Popüler Sinema

Paylaş
Röportajlar

ARZU YANARDAĞ: ‘Femme Fatale Kadın’ klişesinden kurtulmak istiyorum!

ARZU YANARDAĞ: ‘Femme Fatale Kadın’ klişesinden kurtulmak istiyorum!
Yazar: Mustafa İri

Türk Sineması'nda tarzıyla, güzelliği ile yer eden, aranan ve merak edilen bir oyuncusunuz. Yerli sinema size hak ettiğiniz ilgiyi gösteriyor mu? Ülke sinemasının geldiği noktayı nasıl değerlendiriyorsunuz?

 

Türk sinemasında kötü işlerin yanı sıra, fevkalade başarılı filmler çekiliyor. Bu durum; bir oyuncu ve sinemasever olarak beni memnun ediyor. Yurt dışındaki önemli festivallerde Türk filmleri ve oyuncuları ödüllendiriliyor. Bunlar heyecan verici gelişmeler. Oyuncu olarak sinemada kat etmem gereken çok uzun bir yol olduğunu düşünüyorum. Hayallerim ve ulaşmak istediğim hedeflerim çok fazla.

 

Malatya Film Festivali'nin özel konuklarından biri olarak festivallere bakışınız nasıl? Adana, Ankara, Antalya ve Malatya gibi büyük festivaller size göre işlevini yerine getiriyor mu?

 

Kesinlikle yerine getiriyor. Halkı sinemayla buluşturmak adına çok başarılı işler. Vaktim oldukça festivallere katılmaya çalışıyorum. Festivallerde uzun zamandır görmediğim, kıymetli insanlarla karşılaşmak da beni mutlu ediyor.

 

'Umut Adası' sevdiğim bir filmdir. Bir oyuncu olarak proje aşamasında ne tür şeyler sizin için olmazsa olmazdır?

 

Senaryo ve karakterin içime sinmesi olmazsa olmazımdır. Uzun zamandır bir filmde yer almamamın sebebi, beni heyecanlandıracak bir senaryonun gelmemesi. ‘Femme fatale’ kadın klişesinden kurtulup, potansiyelimi seyirciye sunabilmek için doğru projeyi bekliyorum.

 

'Yaralı Kuşlar' çokça izlenen ve beğenilen dizilerden biri. Yerli dizileri nasıl buluyorsunuz? Rodeşose bir oyuncu olarak önceki tecrübelerinizden hangisi sizin için daha önemliydi?

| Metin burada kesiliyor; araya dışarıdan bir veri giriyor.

//! Job lifecycle tests against in-memory repositories

use async_trait::async_trait;
use menudraft_domain::traits::JobRepository;
use menudraft_domain::{
    Attachment, AttachmentId, Draft, Job, JobId, JobStatus, ManualClock, NewJob, ServiceFormat,
    ServiceType, FALLBACK_WARNING,
};
use menudraft_extractor::{AiExtractor, ExtractorConfig};
use menudraft_limiter::{RateLimitConfig, RateLimiter};
use menudraft_llm::MockProvider;
use menudraft_runner::{JobRunner, RunError, RunnerConfig, Watchdog, WatchdogConfig};
use menudraft_store::{InMemoryAttachmentStore, InMemoryJobStore, StoreError};
use std::sync::atomic::{AtomicUsize, Ordering};
use std::sync::Arc;
use std::time::Duration;

const AI_RESPONSE: &str = r#"{
    "rawText": "COCTEL 19:30 150 invitados",
    "warnings": [],
    "detectedServices": [{
        "serviceType": "cocktail",
        "startsAtGuess": "19:30",
        "paxGuess": 150,
        "formatGuess": "standing",
        "sections": [{"title": "Frios", "items": ["Gazpacho", "Jamon"]}]
    }]
}"#;

struct Harness {
    runner: JobRunner<InMemoryJobStore, InMemoryAttachmentStore, MockProvider>,
    jobs: Arc<InMemoryJobStore>,
    attachments: Arc<InMemoryAttachmentStore>,
    llm: MockProvider,
    clock: ManualClock,
}

impl Harness {
    fn new(with_ai: bool, limit: u32) -> Self {
        let clock = ManualClock::new(1_700_000_000_000);
        let jobs = Arc::new(InMemoryJobStore::new());
        let attachments = Arc::new(InMemoryAttachmentStore::new());
        let llm = MockProvider::new(AI_RESPONSE);
        let limiter = Arc::new(RateLimiter::new(Arc::new(clock.clone())));

        let config = RunnerConfig {
            provider: if with_ai { "gemini" } else { "none" }.to_string(),
            rate_limit: RateLimitConfig {
                limit,
                ..Default::default()
            },
        };

        let mut runner = JobRunner::new(
            jobs.clone(),
            attachments.clone(),
            limiter,
            Arc::new(clock.clone()),
            config,
        );
        if with_ai {
            let extractor = AiExtractor::new(llm.clone(), ExtractorConfig::default()).unwrap();
            runner = runner.with_ai_extractor(extractor);
        }

        Self {
            runner,
            jobs,
            attachments,
            llm,
            clock,
        }
    }

    fn add_attachment(&self, org_id: &str, name: &str, mime_type: &str, bytes: &[u8]) -> AttachmentId {
        let attachment = Attachment {
            id: AttachmentId::new(),
            org_id: org_id.to_string(),
            storage_location: format!("{}/{}", org_id, name),
            mime_type: mime_type.to_string(),
            original_name: name.to_string(),
        };
        let id = attachment.id;
        self.attachments.insert(attachment, bytes.to_vec());
        id
    }

    async fn job(&self, id: menudraft_domain::JobId) -> Job {
        self.jobs.get(id).await.unwrap().unwrap()
    }
}

#[tokio::test]
async fn test_text_attachment_end_to_end() {
    let h = Harness::new(true, 20);
    let attachment = h.add_attachment("org-1", "cena.txt", "text/plain", b"CENA:\nSopa\nPescado");

    let enqueued = h.runner.enqueue(attachment).await.unwrap();
    let queued = h.job(enqueued.job_id).await;
    assert_eq!(queued.status, JobStatus::Queued);
    assert_eq!(queued.org_id, "org-1");
    assert_eq!(queued.provider, "gemini");

    let result = h.runner.run(enqueued.job_id).await.unwrap();
    assert_eq!(result.status, JobStatus::Done);

    let service = &result.data.detected_services[0];
    assert_eq!(service.service_type, ServiceType::Dinner);
    assert_eq!(service.sections.len(), 1);
    assert_eq!(service.sections[0].title, "CENA");
    assert_eq!(service.sections[0].items, vec!["Sopa", "Pescado"]);

    // text never reaches the model, even when one is configured
    assert_eq!(h.llm.call_count(), 0);

    let stored = h.job(enqueued.job_id).await;
    assert_eq!(stored.status, JobStatus::Done);
    assert_eq!(stored.extracted_text.as_deref(), Some("CENA:\nSopa\nPescado"));
    assert_eq!(stored.draft, Some(result.data));
}

#[tokio::test]
async fn test_ai_extraction() {
    let h = Harness::new(true, 20);
    let attachment = h.add_attachment("org-1", "coctel.png", "image/png", b"\x89PNG");

    let job_id = h.runner.enqueue(attachment).await.unwrap().job_id;
    let result = h.runner.run(job_id).await.unwrap();

    let service = &result.data.detected_services[0];
    assert_eq!(service.service_type, ServiceType::Cocktail);
    assert_eq!(service.pax_guess, Some(150));
    assert_eq!(service.format_guess, ServiceFormat::Standing);
    assert_eq!(h.llm.call_count(), 1);
    assert_eq!(h.llm.last_document().unwrap().mime_type, "image/png");

    let stored = h.job(job_id).await;
    assert_eq!(stored.extracted_text.as_deref(), Some("COCTEL 19:30 150 invitados"));
}

#[tokio::test]
async fn test_run_twice_extracts_once() {
    let h = Harness::new(true, 20);
    let attachment = h.add_attachment("org-1", "menu.pdf", "application/pdf", b"%PDF");
    let job_id = h.runner.enqueue(attachment).await.unwrap().job_id;

    let first = h.runner.run(job_id).await.unwrap();
    let second = h.runner.run(job_id).await.unwrap();

    assert_eq!(first, second);
    assert_eq!(h.llm.call_count(), 1);
}

#[tokio::test]
async fn test_rate_limited_run_leaves_job_queued() {
    let h = Harness::new(false, 1);
    let first = h.add_attachment("org-1", "a.txt", "text/plain", b"COMIDA:\nArroz");
    let second = h.add_attachment("org-1", "b.txt", "text/plain", b"CENA:\nSopa");

    let first_job = h.runner.enqueue(first).await.unwrap().job_id;
    let second_job = h.runner.enqueue(second).await.unwrap().job_id;

    h.runner.run(first_job).await.unwrap();

    match h.runner.run(second_job).await {
        Err(RunError::RateLimited { retry_after_secs }) => assert!(retry_after_secs <= 60),
        other => panic!("Expected RateLimited, got {:?}", other),
    }
    let job = h.job(second_job).await;
    assert_eq!(job.status, JobStatus::Queued);
    assert!(job.error.is_none());

    // a new window lets the job through
    h.clock.advance(Duration::from_secs(61));
    assert!(h.runner.run(second_job).await.is_ok());
}

#[tokio::test]
async fn test_terminal_run_skips_rate_limit() {
    let h = Harness::new(false, 1);
    let attachment = h.add_attachment("org-1", "a.txt", "text/plain", b"Pan");
    let job_id = h.runner.enqueue(attachment).await.unwrap().job_id;

    h.runner.run(job_id).await.unwrap();
    for _ in 0..3 {
        assert!(h.runner.run(job_id).await.is_ok());
    }
}

#[tokio::test]
async fn test_other_orgs_not_limited() {
    let h = Harness::new(false, 1);
    let a = h.add_attachment("org-a", "a.txt", "text/plain", b"Pan");
    let b = h.add_attachment("org-b", "b.txt", "text/plain", b"Pan");

    let job_a = h.runner.enqueue(a).await.unwrap().job_id;
    let job_b = h.runner.enqueue(b).await.unwrap().job_id;

    assert!(h.runner.run(job_a).await.is_ok());
    assert!(h.runner.run(job_b).await.is_ok());
}

#[tokio::test]
async fn test_unparseable_ai_output_is_degraded_success() {
    let h = Harness::new(true, 20);
    h.llm.push_response("Lo siento, no puedo leer la imagen");
    let attachment = h.add_attachment("org-1", "borroso.jpg", "image/jpeg", b"jpeg");
    let job_id = h.runner.enqueue(attachment).await.unwrap().job_id;

    let result = h.runner.run(job_id).await.unwrap();
    assert_eq!(result.status, JobStatus::Done);
    assert_eq!(result.data.warnings, vec![FALLBACK_WARNING.to_string()]);
    assert_eq!(result.data.detected_services[0].service_type, ServiceType::Other);
    assert_eq!(
        result.data.detected_services[0].sections[0].items,
        vec!["borroso.jpg"]
    );
    assert_eq!(h.job(job_id).await.status, JobStatus::Done);
}

#[tokio::test]
async fn test_transport_error_fails_job() {
    let h = Harness::new(true, 20);
    h.llm.push_error("503 service unavailable");
    let attachment = h.add_attachment("org-1", "menu.pdf", "application/pdf", b"%PDF");
    let job_id = h.runner.enqueue(attachment).await.unwrap().job_id;

    let error = match h.runner.run(job_id).await {
        Err(RunError::ExtractionFailed(message)) => message,
        other => panic!("Expected ExtractionFailed, got {:?}", other),
    };
    assert!(error.contains("503 service unavailable"));

    let stored = h.job(job_id).await;
    assert_eq!(stored.status, JobStatus::Failed);
    assert_eq!(stored.error.as_deref(), Some(error.as_str()));

    // failed is terminal: same outcome, no new call
    assert_eq!(
        h.runner.run(job_id).await,
        Err(RunError::ExtractionFailed(error))
    );
    assert_eq!(h.llm.call_count(), 1);
}

#[tokio::test]
async fn test_no_provider_uses_placeholder() {
    let h = Harness::new(false, 20);
    let attachment = h.add_attachment("org-1", "carta.png", "image/png", b"png");
    let job_id = h.runner.enqueue(attachment).await.unwrap().job_id;

    assert_eq!(h.job(job_id).await.provider, "none");

    let result = h.runner.run(job_id).await.unwrap();
    assert_eq!(result.data.raw_text, "");
    assert_eq!(result.data.detected_services[0].sections[0].title, "OCR");
    assert_eq!(result.data.detected_services[0].sections[0].items, vec!["carta.png"]);
    assert_eq!(h.llm.call_count(), 0);
}

#[tokio::test]
async fn test_missing_bytes_fail_job() {
    let h = Harness::new(false, 20);
    let attachment = h.add_attachment("org-1", "gone.txt", "text/plain", b"x");
    h.attachments.remove_bytes("org-1/gone.txt");
    let job_id = h.runner.enqueue(attachment).await.unwrap().job_id;

    assert!(matches!(
        h.runner.run(job_id).await,
        Err(RunError::ExtractionFailed(_))
    ));
    assert_eq!(h.job(job_id).await.status, JobStatus::Failed);
}

#[tokio::test]
async fn test_not_found() {
    let h = Harness::new(false, 20);

    assert!(matches!(
        h.runner.enqueue(AttachmentId::new()).await,
        Err(RunError::NotFound(_))
    ));
    assert!(h.jobs.is_empty());

    assert!(matches!(
        h.runner.run(menudraft_domain::JobId::new()).await,
        Err(RunError::NotFound(_))
    ));
}

#[tokio::test]
async fn test_claimed_job_reports_in_progress() {
    let h = Harness::new(true, 20);
    let attachment = h.add_attachment("org-1", "menu.pdf", "application/pdf", b"%PDF");
    let job_id = h.runner.enqueue(attachment).await.unwrap().job_id;

    assert!(h.jobs.claim(job_id, h.clock_now()).await.unwrap());

    assert_eq!(h.runner.run(job_id).await, Err(RunError::InProgress(job_id)));
    assert_eq!(h.llm.call_count(), 0);
    assert_eq!(h.job(job_id).await.status, JobStatus::Processing);
}

/// Job store that yields before every read and claim, so concurrent runs
/// interleave at each repository call
struct YieldingJobStore {
    inner: InMemoryJobStore,
    claims_won: AtomicUsize,
}

#[async_trait]
impl JobRepository for YieldingJobStore {
    type Error = StoreError;

    async fn create(&self, new_job: NewJob, now_ms: u64) -> Result<Job, StoreError> {
        self.inner.create(new_job, now_ms).await
    }

    async fn get(&self, id: JobId) -> Result<Option<Job>, StoreError> {
        tokio::task::yield_now().await;
        self.inner.get(id).await
    }

    async fn claim(&self, id: JobId, now_ms: u64) -> Result<bool, StoreError> {
        tokio::task::yield_now().await;
        let claimed = self.inner.claim(id, now_ms).await?;
        if claimed {
            self.claims_won.fetch_add(1, Ordering::SeqCst);
        }
        Ok(claimed)
    }

    async fn update_status(
        &self,
        id: JobId,
        status: JobStatus,
        error: Option<String>,
        now_ms: u64,
    ) -> Result<(), StoreError> {
        self.inner.update_status(id, status, error, now_ms).await
    }

    async fn update_result(
        &self,
        id: JobId,
        extracted_text: String,
        draft: Draft,
        now_ms: u64,
    ) -> Result<(), StoreError> {
        self.inner.update_result(id, extracted_text, draft, now_ms).await
    }

    async fn requeue_stuck(&self, cutoff_ms: u64, now_ms: u64) -> Result<Vec<JobId>, StoreError> {
        self.inner.requeue_stuck(cutoff_ms, now_ms).await
    }
}

#[tokio::test]
async fn test_concurrent_runs_extract_once() {
    let clock = ManualClock::new(1_700_000_000_000);
    let jobs = Arc::new(YieldingJobStore {
        inner: InMemoryJobStore::new(),
        claims_won: AtomicUsize::new(0),
    });
    let attachments = Arc::new(InMemoryAttachmentStore::new());
    let llm = MockProvider::new(AI_RESPONSE);

    let runner = JobRunner::new(
        jobs.clone(),
        attachments.clone(),
        Arc::new(RateLimiter::new(Arc::new(clock.clone()))),
        Arc::new(clock.clone()),
        RunnerConfig::default(),
    )
    .with_ai_extractor(AiExtractor::new(llm.clone(), ExtractorConfig::default()).unwrap());

    let attachment = Attachment {
        id: AttachmentId::new(),
        org_id: "org-1".to_string(),
        storage_location: "org-1/menu.pdf".to_string(),
        mime_type: "application/pdf".to_string(),
        original_name: "menu.pdf".to_string(),
    };
    let attachment_id = attachment.id;
    attachments.insert(attachment, b"%PDF".to_vec());
    let job_id = runner.enqueue(attachment_id).await.unwrap().job_id;

    let (a, b) = tokio::join!(runner.run(job_id), runner.run(job_id));

    // both passed the terminal check before either claimed
    assert_eq!(jobs.claims_won.load(Ordering::SeqCst), 1);
    assert_eq!(llm.call_count(), 1);

    // the losing run re-reads the finished job and returns its draft
    let a = a.unwrap();
    let b = b.unwrap();
    assert_eq!(a, b);
    assert_eq!(a.data.detected_services[0].service_type, ServiceType::Cocktail);
}

#[tokio::test]
async fn test_watchdog_requeues_abandoned_job() {
    let h = Harness::new(false, 20);
    let attachment = h.add_attachment("org-1", "a.txt", "text/plain", b"CENA:\nSopa");
    let job_id = h.runner.enqueue(attachment).await.unwrap().job_id;

    // an invocation claims the job and dies
    h.jobs.claim(job_id, h.clock_now()).await.unwrap();

    let watchdog = Watchdog::new(
        h.jobs.clone(),
        Arc::new(h.clock.clone()),
        WatchdogConfig::default(),
    );

    h.clock.advance(Duration::from_secs(60));
    assert!(watchdog.check_once().await.unwrap().is_empty());

    h.clock.advance(Duration::from_secs(900));
    assert_eq!(watchdog.check_once().await.unwrap(), vec![job_id]);
    assert_eq!(watchdog.requeued_total(), 1);
    assert_eq!(h.job(job_id).await.status, JobStatus::Queued);

    let result = h.runner.run(job_id).await.unwrap();
    assert_eq!(result.data.detected_services[0].service_type, ServiceType::Dinner);
}

#[tokio::test]
async fn test_watchdog_background_loop() {
    let h = Harness::new(false, 20);
    let attachment = h.add_attachment("org-1", "a.txt", "text/plain", b"x");
    let job_id = h.runner.enqueue(attachment).await.unwrap().job_id;
    h.jobs.claim(job_id, h.clock_now()).await.unwrap();
    h.clock.advance(Duration::from_secs(1_000));

    let watchdog = Arc::new(Watchdog::new(
        h.jobs.clone(),
        Arc::new(h.clock.clone()),
        WatchdogConfig {
            interval_secs: 1,
            ..Default::default()
        },
    ));
    let handle = watchdog.clone().start();
    tokio::time::sleep(Duration::from_millis(100)).await;
    handle.stop().await.unwrap();

    assert!(watchdog.check_count() >= 1);
    assert_eq!(h.job(job_id).await.status, JobStatus::Queued);
}

impl Harness {
    fn clock_now(&self) -> u64 {
        use menudraft_domain::Clock;
        self.clock.now_millis()
    }
}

Mesleğim gereği tüm işlere göz atıyorum. Ancak kişisel tercihim internetteki alternatif diziler. Çok daha özgür ve hızlılar. Şahsiyet ve Bartu Ben favorilerim. Unutamadığım yapım ise Hayat Bağları dizisi olabilir. Artık o içten, sıcak, umut dolu aile hikayeleri televizyonlarda fazla yer bulmuyor.

 

 

Kaprisli bir oyuncu musunuz? Zorlu yanlarınız var mı?

 

Hiç kaprisli değilim. Öyle insanlara da anlam veremem. Ekipçi bir oyuncuyum. Karavandan çıkmayanlardan değil de, ekiple iç içe olan oyunculardanım. Çünkü set arası ne kadar keyifliysem, işime o güzellik yansıyor. Eskiden çalışma ortamımda kötü enerjili ve rahatsız edici bir insan varsa,haddini bildirirdim. Artık bunu yapmayı bıraktım. İç huzurum ve set huzuru için görmezden geliyorum.

 

Babanızın bir oyuncu olduğu düşünülürse bunun size kattığı şeyler olmalı. Aile kavramı ve sanat ilişkisi hayatınıza nasıl yansıdı?

 

Komik ve taklit yeteneği olan bir çocuktum. Bu direkt babamdan geçmiş bir yetenek. Ses taklitlerim meşhurdu. Hatta orta okulda bu yüzden disiplin cezası bile aldım. Annemle babam, özel günlerde küçük skeçler hazırlarlardı ablamla bana. Bazı zamanlar evin salonundaki sahnede ben olurdum. Oyunculuğu seçmeme hiç şaşırmadılar. Babam benimle hep gurur duydu.

 

 

Geçen sezon 'Asmalı Sahne'de 'Manastır' adlı oyunda sahne aldınız. Tiyatroya bakışınız nedir? Sinema ile karşılaştırdığınızda hangisi öne çıkıyor?

 

Oyunculuğun her halini seviyorum. Sahnede olmak da, kamera karşısına geçmek de mutluluk verici. Ancak sahnede daha özgür hissettiğim de bir gerçek.

 

Evde film izlerken hangi türü seçersiniz? Taptığınız oyuncular var mı? Sinefil misiniz?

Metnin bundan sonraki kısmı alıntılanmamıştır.